- _Exercise goal_: Write out the entries again exactly as they are given.

- _Input material_:
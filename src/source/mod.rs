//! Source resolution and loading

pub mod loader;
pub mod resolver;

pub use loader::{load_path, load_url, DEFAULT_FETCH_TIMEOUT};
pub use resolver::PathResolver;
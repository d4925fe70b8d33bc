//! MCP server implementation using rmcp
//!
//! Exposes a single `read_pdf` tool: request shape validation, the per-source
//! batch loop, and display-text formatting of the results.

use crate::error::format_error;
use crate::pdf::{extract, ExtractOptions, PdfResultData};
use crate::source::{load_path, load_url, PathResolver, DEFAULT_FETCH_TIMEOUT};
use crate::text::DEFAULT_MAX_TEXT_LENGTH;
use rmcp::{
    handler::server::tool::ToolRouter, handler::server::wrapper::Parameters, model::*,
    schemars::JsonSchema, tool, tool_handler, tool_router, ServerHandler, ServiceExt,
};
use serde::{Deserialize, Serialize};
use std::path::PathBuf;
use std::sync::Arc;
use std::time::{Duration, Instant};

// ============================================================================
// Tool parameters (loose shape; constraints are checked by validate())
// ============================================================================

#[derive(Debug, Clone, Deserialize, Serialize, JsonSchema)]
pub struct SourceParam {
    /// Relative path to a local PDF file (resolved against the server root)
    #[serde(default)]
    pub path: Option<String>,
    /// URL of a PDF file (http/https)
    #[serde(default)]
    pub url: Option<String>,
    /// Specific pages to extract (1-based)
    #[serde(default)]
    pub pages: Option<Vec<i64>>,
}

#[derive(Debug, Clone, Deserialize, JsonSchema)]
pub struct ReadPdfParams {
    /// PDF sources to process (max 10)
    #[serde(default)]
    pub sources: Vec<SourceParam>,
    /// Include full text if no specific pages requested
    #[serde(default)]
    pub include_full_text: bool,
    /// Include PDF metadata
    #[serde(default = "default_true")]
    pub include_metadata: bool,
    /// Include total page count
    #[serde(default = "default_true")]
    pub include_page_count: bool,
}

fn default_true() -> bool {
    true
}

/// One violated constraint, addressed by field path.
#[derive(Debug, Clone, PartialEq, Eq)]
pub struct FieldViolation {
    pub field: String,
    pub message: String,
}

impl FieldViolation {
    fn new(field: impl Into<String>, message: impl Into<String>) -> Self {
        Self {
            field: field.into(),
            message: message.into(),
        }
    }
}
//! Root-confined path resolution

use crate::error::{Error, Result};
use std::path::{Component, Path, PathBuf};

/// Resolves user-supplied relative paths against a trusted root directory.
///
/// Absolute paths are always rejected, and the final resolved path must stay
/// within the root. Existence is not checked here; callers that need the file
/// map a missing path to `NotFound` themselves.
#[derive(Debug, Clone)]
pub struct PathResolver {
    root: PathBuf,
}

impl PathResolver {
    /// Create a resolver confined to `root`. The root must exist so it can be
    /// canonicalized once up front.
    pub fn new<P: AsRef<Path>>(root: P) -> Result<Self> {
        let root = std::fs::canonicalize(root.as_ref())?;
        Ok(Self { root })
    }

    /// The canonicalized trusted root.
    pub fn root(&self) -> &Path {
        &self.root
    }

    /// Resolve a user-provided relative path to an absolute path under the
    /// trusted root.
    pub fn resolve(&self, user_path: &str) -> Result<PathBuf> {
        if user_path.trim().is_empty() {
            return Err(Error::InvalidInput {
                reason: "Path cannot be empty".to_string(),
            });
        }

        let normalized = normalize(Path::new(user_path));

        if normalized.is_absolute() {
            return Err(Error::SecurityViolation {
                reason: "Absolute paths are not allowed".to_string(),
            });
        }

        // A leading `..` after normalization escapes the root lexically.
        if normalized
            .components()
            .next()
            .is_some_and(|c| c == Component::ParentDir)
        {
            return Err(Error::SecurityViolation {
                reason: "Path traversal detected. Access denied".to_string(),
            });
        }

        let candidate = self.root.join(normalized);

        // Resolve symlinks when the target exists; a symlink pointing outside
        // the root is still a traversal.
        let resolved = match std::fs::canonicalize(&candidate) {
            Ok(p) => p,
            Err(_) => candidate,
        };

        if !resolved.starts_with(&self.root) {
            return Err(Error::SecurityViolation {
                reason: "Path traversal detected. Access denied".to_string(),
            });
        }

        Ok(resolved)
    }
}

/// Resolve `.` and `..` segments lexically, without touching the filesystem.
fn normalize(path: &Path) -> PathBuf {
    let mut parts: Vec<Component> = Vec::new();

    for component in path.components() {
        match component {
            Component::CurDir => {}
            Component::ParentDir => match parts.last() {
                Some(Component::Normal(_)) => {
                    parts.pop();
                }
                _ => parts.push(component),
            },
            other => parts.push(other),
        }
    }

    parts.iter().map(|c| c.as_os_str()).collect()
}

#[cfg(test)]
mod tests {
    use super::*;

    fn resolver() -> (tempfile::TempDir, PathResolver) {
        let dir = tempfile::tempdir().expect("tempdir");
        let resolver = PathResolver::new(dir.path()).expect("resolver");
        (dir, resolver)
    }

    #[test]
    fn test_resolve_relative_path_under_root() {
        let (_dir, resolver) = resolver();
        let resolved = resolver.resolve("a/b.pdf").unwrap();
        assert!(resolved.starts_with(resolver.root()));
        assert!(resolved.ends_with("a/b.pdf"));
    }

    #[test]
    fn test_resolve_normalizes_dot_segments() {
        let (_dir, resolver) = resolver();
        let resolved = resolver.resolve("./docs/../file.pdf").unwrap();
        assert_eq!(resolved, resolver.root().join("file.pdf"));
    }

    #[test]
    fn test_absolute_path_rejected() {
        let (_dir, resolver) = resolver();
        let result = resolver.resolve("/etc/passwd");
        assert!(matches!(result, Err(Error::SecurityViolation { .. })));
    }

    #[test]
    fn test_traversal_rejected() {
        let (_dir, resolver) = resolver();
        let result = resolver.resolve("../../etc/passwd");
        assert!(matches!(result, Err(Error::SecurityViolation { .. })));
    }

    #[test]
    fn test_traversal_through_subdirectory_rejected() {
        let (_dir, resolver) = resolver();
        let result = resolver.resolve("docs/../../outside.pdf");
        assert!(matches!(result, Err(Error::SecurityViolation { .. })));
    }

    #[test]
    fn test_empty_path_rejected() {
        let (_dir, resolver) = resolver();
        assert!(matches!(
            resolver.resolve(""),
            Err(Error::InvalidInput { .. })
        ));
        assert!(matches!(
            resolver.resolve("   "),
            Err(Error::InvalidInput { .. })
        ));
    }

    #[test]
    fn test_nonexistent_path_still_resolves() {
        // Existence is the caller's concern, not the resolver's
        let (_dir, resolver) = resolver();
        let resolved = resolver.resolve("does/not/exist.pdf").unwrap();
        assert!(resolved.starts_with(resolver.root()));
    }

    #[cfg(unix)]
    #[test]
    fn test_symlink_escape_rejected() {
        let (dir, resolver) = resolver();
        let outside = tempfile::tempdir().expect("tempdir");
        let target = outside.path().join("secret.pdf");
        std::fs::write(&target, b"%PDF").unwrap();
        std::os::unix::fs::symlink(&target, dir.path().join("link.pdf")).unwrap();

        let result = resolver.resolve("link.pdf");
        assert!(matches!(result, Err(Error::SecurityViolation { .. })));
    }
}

- _Reply to the exercise_:
filename src/source/mod.rs
//! Source resolution and loading

pub mod loader;
pub mod resolver;

pub use loader::{load_path, load_url, DEFAULT_FETCH_TIMEOUT};
pub use resolver::PathResolver;
repository d4925fe70b8d33bc
//! MCP server implementation using rmcp
//!
//! Exposes a single `read_pdf` tool: request shape validation, the per-source
//! batch loop, and display-text formatting of the results.

use crate::error::format_error;
use crate::pdf::{extract, ExtractOptions, PdfResultData};
use crate::source::{load_path, load_url, PathResolver, DEFAULT_FETCH_TIMEOUT};
use crate::text::DEFAULT_MAX_TEXT_LENGTH;
use rmcp::{
    handler::server::tool::ToolRouter, handler::server::wrapper::Parameters, model::*,
    schemars::JsonSchema, tool, tool_handler, tool_router, ServerHandler, ServiceExt,
};
use serde::{Deserialize, Serialize};
use std::path::PathBuf;
use std::sync::Arc;
use std::time::{Duration, Instant};

// ============================================================================
// Tool parameters (loose shape; constraints are checked by validate())
// ============================================================================

#[derive(Debug, Clone, Deserialize, Serialize, JsonSchema)]
pub struct SourceParam {
    /// Relative path to a local PDF file (resolved against the server root)
    #[serde(default)]
    pub path: Option<String>,
    /// URL of a PDF file (http/https)
    #[serde(default)]
    pub url: Option<String>,
    /// Specific pages to extract (1-based)
    #[serde(default)]
    pub pages: Option<Vec<i64>>,
}

#[derive(Debug, Clone, Deserialize, JsonSchema)]
pub struct ReadPdfParams {
    /// PDF sources to process (max 10)
    #[serde(default)]
    pub sources: Vec<SourceParam>,
    /// Include full text if no specific pages requested
    #[serde(default)]
    pub include_full_text: bool,
    /// Include PDF metadata
    #[serde(default = "default_true")]
    pub include_metadata: bool,
    /// Include total page count
    #[serde(default = "default_true")]
    pub include_page_count: bool,
}

fn default_true() -> bool {
    true
}

/// One violated constraint, addressed by field path.
#[derive(Debug, Clone, PartialEq, Eq)]
pub struct FieldViolation {
    pub field: String,
    pub message: String,
}

impl FieldViolation {
    fn new(field: impl Into<String>, message: impl Into<String>) -> Self {
        Self {
            field: field.into(),
            message: message.into(),
        }
    }
}
//! Root-confined path resolution

use crate::error::{Error, Result};
use std::path::{Component, Path, PathBuf};

/// Resolves user-supplied relative paths against a trusted root directory.
///
/// Absolute paths are always rejected, and the final resolved path must stay
/// within the root. Existence is not checked here; callers that need the file
/// map a missing path to `NotFound` themselves.
#[derive(Debug, Clone)]
pub struct PathResolver {
    root: PathBuf,
}

impl PathResolver {
    /// Create a resolver confined to `root`. The root must exist so it can be
    /// canonicalized once up front.
    pub fn new<P: AsRef<Path>>(root: P) -> Result<Self> {
        let root = std::fs::canonicalize(root.as_ref())?;
        Ok(Self { root })
    }

    /// The canonicalized trusted root.
    pub fn root(&self) -> &Path {
        &self.root
    }

    /// Resolve a user-provided relative path to an absolute path under the
    /// trusted root.
    pub fn resolve(&self, user_path: &str) -> Result<PathBuf> {
        if user_path.trim().is_empty() {
            return Err(Error::InvalidInput {
                reason: "Path cannot be empty".to_string(),
            });
        }

        let normalized = normalize(Path::new(user_path));

        if normalized.is_absolute() {
            return Err(Error::SecurityViolation {
                reason: "Absolute paths are not allowed".to_string(),
            });
        }

        // A leading `..` after normalization escapes the root lexically.
        if normalized
            .components()
            .next()
            .is_some_and(|c| c == Component::ParentDir)
        {
            return Err(Error::SecurityViolation {
                reason: "Path traversal detected. Access denied".to_string(),
            });
        }

        let candidate = self.root.join(normalized);

        // Resolve symlinks when the target exists; a symlink pointing outside
        // the root is still a traversal.
        let resolved = match std::fs::canonicalize(&candidate) {
            Ok(p) => p,
            Err(_) => candidate,
        };

        if !resolved.starts_with(&self.root) {
            return Err(Error::SecurityViolation {
                reason: "Path traversal detected. Access denied".to_string(),
            });
        }

        Ok(resolved)
    }
}

/// Resolve `.` and `..` segments lexically, without touching the filesystem.
fn normalize(path: &Path) -> PathBuf {
    let mut parts: Vec<Component> = Vec::new();

    for component in path.components() {
        match component {
            Component::CurDir => {}
            Component::ParentDir => match parts.last() {
                Some(Component::Normal(_)) => {
                    parts.pop();
                }
                _ => parts.push(component),
            },
            other => parts.push(other),
        }
    }

    parts.iter().map(|c| c.as_os_str()).collect()
}

#[cfg(test)]
mod tests {
    use super::*;

    fn resolver() -> (tempfile::TempDir, PathResolver) {
        let dir = tempfile::tempdir().expect("tempdir");
        let resolver = PathResolver::new(dir.path()).expect("resolver");
        (dir, resolver)
    }

    #[test]
    fn test_resolve_relative_path_under_root() {
        let (_dir, resolver) = resolver();
        let resolved = resolver.resolve("a/b.pdf").unwrap();
        assert!(resolved.starts_with(resolver.root()));
        assert!(resolved.ends_with("a/b.pdf"));
    }

    #[test]
    fn test_resolve_normalizes_dot_segments() {
        let (_dir, resolver) = resolver();
        let resolved = resolver.resolve("./docs/../file.pdf").unwrap();
        assert_eq!(resolved, resolver.root().join("file.pdf"));
    }

    #[test]
    fn test_absolute_path_rejected() {
        let (_dir, resolver) = resolver();
        let result = resolver.resolve("/etc/passwd");
        assert!(matches!(result, Err(Error::SecurityViolation { .. })));
    }

    #[test]
    fn test_traversal_rejected() {
        let (_dir, resolver) = resolver();
        let result = resolver.resolve("../../etc/passwd");
        assert!(matches!(result, Err(Error::SecurityViolation { .. })));
    }

    #[test]
    fn test_traversal_through_subdirectory_rejected() {
        let (_dir, resolver) = resolver();
        let result = resolver.resolve("docs/../../outside.pdf");
        assert!(matches!(result, Err(Error::SecurityViolation { .. })));
    }

    #[test]
    fn test_empty_path_rejected() {
        let (_dir, resolver) = resolver();
        assert!(matches!(
            resolver.resolve(""),
            Err(Error::InvalidInput { .. })
        ));
        assert!(matches!(
            resolver.resolve("   "),
            Err(Error::InvalidInput { .. })
        ));
    }

    #[test]
    fn test_nonexistent_path_still_resolves() {
        // Existence is the caller's concern, not the resolver's
        let (_dir, resolver) = resolver();
        let resolved = resolver.resolve("does/not/exist.pdf").unwrap();
        assert!(resolved.starts_with(resolver.root()));
    }

    #[cfg(unix)]
    #[test]
    fn test_symlink_escape_rejected() {
        let (dir, resolver) = resolver();
        let outside = tempfile::tempdir().expect("tempdir");
        let target = outside.path().join("secret.pdf");
        std::fs::write(&target, b"%PDF").unwrap();
        std::os::unix::fs::symlink(&target, dir.path().join("link.pdf")).unwrap();

        let result = resolver.resolve("link.pdf");
        assert!(matches!(result, Err(Error::SecurityViolation { .. })));
    }
}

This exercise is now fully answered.